## Task requirements
Once the line holding "filename src/model/link.rs" is found in the listing below, write it out and each later line exactly, up to and including the one holding "whose visible name".

## Working data
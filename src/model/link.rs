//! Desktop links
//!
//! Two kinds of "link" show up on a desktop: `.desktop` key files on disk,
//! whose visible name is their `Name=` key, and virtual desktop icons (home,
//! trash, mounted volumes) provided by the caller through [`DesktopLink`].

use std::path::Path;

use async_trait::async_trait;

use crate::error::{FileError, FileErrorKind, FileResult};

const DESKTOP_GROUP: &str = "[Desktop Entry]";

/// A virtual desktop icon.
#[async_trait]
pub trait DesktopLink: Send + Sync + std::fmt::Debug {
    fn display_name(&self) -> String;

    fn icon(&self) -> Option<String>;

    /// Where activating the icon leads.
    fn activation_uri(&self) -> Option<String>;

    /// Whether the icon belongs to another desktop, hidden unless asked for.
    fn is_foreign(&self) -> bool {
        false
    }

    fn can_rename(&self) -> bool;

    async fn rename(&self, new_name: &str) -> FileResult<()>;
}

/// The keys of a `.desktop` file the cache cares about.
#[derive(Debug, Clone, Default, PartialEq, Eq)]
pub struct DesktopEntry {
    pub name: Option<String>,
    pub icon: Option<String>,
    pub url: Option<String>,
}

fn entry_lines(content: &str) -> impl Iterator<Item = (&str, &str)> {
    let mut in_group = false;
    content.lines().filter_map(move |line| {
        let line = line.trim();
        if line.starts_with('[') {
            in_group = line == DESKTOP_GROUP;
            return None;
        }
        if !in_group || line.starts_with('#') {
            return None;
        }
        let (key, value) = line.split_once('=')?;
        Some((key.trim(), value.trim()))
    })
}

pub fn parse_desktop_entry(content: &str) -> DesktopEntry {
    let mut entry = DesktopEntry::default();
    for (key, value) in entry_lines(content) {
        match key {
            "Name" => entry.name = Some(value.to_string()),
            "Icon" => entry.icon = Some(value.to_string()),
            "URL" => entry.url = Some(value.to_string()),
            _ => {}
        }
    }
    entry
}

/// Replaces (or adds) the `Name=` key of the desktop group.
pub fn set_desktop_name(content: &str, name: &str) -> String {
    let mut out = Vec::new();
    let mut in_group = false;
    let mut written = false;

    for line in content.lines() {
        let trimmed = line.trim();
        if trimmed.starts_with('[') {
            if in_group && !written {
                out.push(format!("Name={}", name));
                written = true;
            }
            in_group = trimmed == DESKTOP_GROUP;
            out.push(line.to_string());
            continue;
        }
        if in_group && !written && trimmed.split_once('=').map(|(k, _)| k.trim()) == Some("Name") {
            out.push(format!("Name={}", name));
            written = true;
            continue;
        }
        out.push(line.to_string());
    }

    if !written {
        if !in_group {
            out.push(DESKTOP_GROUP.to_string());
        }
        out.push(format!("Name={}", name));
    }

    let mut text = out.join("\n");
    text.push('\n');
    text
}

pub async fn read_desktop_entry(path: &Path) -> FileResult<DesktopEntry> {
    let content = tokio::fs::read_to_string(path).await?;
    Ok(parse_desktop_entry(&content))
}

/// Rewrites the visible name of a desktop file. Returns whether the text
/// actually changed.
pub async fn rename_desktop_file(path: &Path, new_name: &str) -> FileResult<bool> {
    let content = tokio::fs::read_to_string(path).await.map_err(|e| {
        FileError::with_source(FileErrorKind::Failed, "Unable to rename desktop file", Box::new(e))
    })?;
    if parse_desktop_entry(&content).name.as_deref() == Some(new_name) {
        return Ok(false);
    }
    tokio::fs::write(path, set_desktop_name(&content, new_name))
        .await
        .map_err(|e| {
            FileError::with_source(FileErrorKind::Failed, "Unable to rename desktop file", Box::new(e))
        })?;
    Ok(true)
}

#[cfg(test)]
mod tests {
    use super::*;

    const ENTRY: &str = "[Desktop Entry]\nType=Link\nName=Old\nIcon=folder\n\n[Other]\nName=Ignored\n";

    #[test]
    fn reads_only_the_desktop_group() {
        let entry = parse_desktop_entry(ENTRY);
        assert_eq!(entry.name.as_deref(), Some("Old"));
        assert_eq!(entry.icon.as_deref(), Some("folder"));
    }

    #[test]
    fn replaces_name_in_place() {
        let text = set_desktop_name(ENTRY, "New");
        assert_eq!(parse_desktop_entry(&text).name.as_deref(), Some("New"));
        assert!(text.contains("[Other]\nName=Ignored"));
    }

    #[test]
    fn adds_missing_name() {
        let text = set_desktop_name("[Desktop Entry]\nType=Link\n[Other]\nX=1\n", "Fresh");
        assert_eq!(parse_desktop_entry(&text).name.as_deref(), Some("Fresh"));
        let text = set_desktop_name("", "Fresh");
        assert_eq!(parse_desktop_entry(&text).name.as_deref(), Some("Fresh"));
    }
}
---
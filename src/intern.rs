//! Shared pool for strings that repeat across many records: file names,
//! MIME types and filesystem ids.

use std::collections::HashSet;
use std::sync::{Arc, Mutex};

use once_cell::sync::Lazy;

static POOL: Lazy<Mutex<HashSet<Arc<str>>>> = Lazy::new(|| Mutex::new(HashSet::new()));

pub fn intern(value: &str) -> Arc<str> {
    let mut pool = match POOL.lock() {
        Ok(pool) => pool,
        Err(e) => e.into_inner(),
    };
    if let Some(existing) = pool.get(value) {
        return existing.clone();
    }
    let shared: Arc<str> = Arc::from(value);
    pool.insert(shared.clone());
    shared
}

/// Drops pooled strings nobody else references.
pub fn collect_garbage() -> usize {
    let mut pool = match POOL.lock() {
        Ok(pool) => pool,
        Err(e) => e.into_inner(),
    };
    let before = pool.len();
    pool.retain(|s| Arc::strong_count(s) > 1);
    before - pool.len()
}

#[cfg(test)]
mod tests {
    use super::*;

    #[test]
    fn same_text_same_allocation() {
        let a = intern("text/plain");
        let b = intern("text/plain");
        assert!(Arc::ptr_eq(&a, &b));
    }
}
---
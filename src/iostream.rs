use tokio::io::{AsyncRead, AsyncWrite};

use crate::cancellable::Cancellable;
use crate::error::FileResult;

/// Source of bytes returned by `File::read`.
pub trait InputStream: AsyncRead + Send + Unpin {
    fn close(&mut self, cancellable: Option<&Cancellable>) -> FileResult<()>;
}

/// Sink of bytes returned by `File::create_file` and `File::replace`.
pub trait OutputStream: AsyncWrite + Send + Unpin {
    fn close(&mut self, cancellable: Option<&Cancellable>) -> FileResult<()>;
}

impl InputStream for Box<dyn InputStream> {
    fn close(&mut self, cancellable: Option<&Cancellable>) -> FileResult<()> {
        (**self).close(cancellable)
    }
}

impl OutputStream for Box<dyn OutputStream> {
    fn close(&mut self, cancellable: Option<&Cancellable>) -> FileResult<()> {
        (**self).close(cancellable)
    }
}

## Output
filename src/model/link.rs
//! Desktop links
//!
//! Two kinds of "link" show up on a desktop: `.desktop` key files on disk,
//! whose visible name is their `Name=` key, and virtual desktop icons (home,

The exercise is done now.